● **EXERCISE DIRECTIONS**
All lines from the one with "let request = CreatePaymentMethodRequestBuilder::default()" onward, through the last line of the records below, are to be retyped word for word.

● **PROVIDED INFORMATION**
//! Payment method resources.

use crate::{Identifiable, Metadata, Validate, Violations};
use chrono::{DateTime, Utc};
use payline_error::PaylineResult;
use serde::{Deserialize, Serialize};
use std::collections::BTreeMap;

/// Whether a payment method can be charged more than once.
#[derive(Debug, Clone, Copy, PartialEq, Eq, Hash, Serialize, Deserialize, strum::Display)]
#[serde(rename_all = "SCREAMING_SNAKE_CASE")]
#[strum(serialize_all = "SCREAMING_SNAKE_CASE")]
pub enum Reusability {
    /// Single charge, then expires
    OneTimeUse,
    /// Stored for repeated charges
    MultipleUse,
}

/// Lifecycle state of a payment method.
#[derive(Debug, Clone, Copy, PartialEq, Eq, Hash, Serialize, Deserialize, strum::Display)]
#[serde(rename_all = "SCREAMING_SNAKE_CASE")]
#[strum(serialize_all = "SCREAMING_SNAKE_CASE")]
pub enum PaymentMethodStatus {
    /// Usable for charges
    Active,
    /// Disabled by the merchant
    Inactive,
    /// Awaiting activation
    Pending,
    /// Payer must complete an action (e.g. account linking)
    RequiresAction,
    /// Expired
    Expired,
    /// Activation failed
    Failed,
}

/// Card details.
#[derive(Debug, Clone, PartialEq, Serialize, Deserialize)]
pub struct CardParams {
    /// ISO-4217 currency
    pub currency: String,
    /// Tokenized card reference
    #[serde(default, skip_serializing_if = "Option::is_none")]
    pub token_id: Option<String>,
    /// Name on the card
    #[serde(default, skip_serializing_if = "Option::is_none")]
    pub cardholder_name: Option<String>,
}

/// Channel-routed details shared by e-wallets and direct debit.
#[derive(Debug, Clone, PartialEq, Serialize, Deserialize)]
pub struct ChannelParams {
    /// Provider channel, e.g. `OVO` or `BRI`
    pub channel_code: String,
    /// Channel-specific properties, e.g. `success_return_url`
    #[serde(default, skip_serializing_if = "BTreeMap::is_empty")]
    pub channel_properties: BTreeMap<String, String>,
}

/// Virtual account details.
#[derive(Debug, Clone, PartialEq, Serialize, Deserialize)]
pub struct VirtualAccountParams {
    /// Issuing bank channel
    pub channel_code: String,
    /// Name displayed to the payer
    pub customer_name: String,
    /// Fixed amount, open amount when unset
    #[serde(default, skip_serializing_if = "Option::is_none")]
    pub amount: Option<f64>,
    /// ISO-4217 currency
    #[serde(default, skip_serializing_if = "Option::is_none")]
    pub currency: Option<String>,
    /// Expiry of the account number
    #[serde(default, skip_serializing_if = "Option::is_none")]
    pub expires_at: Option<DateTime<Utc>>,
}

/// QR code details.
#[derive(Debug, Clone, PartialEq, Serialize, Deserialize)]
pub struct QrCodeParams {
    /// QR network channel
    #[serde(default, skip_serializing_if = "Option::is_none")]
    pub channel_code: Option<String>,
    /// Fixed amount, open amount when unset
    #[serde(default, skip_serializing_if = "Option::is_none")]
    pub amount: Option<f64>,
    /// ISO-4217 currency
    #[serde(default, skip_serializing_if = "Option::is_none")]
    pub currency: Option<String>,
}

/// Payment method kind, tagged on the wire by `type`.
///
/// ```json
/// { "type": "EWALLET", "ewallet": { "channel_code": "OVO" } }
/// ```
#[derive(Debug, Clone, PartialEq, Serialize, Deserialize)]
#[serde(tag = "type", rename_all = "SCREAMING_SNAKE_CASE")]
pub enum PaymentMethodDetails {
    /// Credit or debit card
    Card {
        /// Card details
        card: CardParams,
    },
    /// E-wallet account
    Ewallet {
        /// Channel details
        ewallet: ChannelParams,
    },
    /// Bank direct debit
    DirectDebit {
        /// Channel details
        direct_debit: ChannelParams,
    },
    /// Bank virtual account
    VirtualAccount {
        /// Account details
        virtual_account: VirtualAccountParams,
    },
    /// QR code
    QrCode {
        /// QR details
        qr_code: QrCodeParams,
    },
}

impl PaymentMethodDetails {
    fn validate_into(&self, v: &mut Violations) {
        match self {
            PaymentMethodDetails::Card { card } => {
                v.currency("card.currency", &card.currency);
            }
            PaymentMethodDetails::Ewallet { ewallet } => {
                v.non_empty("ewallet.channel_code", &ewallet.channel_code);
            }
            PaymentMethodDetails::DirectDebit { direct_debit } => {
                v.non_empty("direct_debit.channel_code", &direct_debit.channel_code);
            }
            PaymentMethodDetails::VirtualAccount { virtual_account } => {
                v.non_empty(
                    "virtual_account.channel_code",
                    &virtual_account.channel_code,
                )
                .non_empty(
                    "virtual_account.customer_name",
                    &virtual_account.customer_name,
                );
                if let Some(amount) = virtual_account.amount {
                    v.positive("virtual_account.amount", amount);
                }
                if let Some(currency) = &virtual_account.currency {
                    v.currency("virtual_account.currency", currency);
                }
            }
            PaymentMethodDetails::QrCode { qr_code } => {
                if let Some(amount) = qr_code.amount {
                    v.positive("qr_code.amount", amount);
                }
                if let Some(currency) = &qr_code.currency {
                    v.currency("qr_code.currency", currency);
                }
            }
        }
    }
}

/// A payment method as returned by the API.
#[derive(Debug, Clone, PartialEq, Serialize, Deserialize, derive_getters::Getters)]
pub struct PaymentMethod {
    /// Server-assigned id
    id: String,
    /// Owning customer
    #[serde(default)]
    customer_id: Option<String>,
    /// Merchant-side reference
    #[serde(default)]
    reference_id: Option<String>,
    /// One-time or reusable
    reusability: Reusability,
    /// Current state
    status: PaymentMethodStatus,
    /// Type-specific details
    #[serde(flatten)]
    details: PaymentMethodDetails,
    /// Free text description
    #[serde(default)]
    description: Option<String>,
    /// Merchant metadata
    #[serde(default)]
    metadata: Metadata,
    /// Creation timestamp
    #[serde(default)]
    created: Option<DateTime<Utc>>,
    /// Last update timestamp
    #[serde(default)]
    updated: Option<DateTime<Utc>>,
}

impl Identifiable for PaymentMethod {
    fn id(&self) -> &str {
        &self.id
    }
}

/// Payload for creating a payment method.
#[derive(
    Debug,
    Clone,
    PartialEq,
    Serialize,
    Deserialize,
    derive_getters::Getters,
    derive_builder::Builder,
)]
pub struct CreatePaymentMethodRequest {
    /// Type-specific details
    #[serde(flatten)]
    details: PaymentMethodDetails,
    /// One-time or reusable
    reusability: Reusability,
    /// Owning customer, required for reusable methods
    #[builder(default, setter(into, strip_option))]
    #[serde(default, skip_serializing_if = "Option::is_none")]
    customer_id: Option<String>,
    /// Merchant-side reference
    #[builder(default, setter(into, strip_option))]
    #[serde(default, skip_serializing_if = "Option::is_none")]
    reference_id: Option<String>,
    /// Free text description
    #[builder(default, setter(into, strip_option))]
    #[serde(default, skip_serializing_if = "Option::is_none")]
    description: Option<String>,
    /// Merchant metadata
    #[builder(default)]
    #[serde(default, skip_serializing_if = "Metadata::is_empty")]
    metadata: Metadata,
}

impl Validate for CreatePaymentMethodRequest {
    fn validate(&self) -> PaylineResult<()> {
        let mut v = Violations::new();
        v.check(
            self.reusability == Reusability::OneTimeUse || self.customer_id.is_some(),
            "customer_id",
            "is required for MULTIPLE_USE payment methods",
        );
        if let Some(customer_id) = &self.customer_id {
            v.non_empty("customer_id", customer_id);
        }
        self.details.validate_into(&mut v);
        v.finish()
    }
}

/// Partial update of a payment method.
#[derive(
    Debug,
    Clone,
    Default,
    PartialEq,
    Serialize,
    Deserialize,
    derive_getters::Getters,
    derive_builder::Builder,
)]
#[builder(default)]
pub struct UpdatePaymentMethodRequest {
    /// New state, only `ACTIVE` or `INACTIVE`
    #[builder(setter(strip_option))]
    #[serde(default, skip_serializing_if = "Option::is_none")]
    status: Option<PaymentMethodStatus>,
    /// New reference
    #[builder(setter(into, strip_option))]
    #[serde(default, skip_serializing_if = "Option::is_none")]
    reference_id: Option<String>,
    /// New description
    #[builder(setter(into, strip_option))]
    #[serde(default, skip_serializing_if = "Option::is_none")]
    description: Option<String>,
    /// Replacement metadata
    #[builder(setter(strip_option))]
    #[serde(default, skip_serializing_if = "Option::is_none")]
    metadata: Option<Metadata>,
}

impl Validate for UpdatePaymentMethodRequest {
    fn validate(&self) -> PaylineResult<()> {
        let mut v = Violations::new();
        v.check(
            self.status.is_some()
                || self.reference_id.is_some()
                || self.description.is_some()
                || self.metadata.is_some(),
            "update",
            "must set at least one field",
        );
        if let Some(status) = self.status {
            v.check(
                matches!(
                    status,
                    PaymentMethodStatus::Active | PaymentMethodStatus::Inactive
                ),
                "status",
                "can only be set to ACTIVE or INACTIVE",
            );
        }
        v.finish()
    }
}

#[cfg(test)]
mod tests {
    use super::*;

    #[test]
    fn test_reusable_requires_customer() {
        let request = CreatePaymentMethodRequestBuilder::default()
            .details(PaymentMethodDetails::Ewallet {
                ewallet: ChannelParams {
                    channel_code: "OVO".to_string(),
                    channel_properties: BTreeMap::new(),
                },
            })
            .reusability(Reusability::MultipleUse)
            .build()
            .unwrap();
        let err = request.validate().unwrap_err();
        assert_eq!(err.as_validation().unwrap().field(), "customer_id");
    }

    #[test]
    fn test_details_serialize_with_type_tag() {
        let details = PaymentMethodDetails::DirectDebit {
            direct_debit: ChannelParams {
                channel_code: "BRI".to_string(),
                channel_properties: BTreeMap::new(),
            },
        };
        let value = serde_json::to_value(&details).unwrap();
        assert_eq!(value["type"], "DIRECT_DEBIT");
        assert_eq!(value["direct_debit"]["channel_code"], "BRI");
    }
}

● **SOLUTION TO THIS PROBLEM**
        let request = CreatePaymentMethodRequestBuilder::default()
            .details(PaymentMethodDetails::Ewallet {
                ewallet: ChannelParams {
                    channel_code: "OVO".to_string(),
                    channel_properties: BTreeMap::new(),
                },
            })
            .reusability(Reusability::MultipleUse)
            .build()
            .unwrap();
        let err = request.validate().unwrap_err();
        assert_eq!(err.as_validation().unwrap().field(), "customer_id");
    }

    #[test]
    fn test_details_serialize_with_type_tag() {
        let details = PaymentMethodDetails::DirectDebit {
            direct_debit: ChannelParams {
                channel_code: "BRI".to_string(),
                channel_properties: BTreeMap::new(),
            },
        };
        let value = serde_json::to_value(&details).unwrap();
        assert_eq!(value["type"], "DIRECT_DEBIT");
        assert_eq!(value["direct_debit"]["channel_code"], "BRI");
    }
}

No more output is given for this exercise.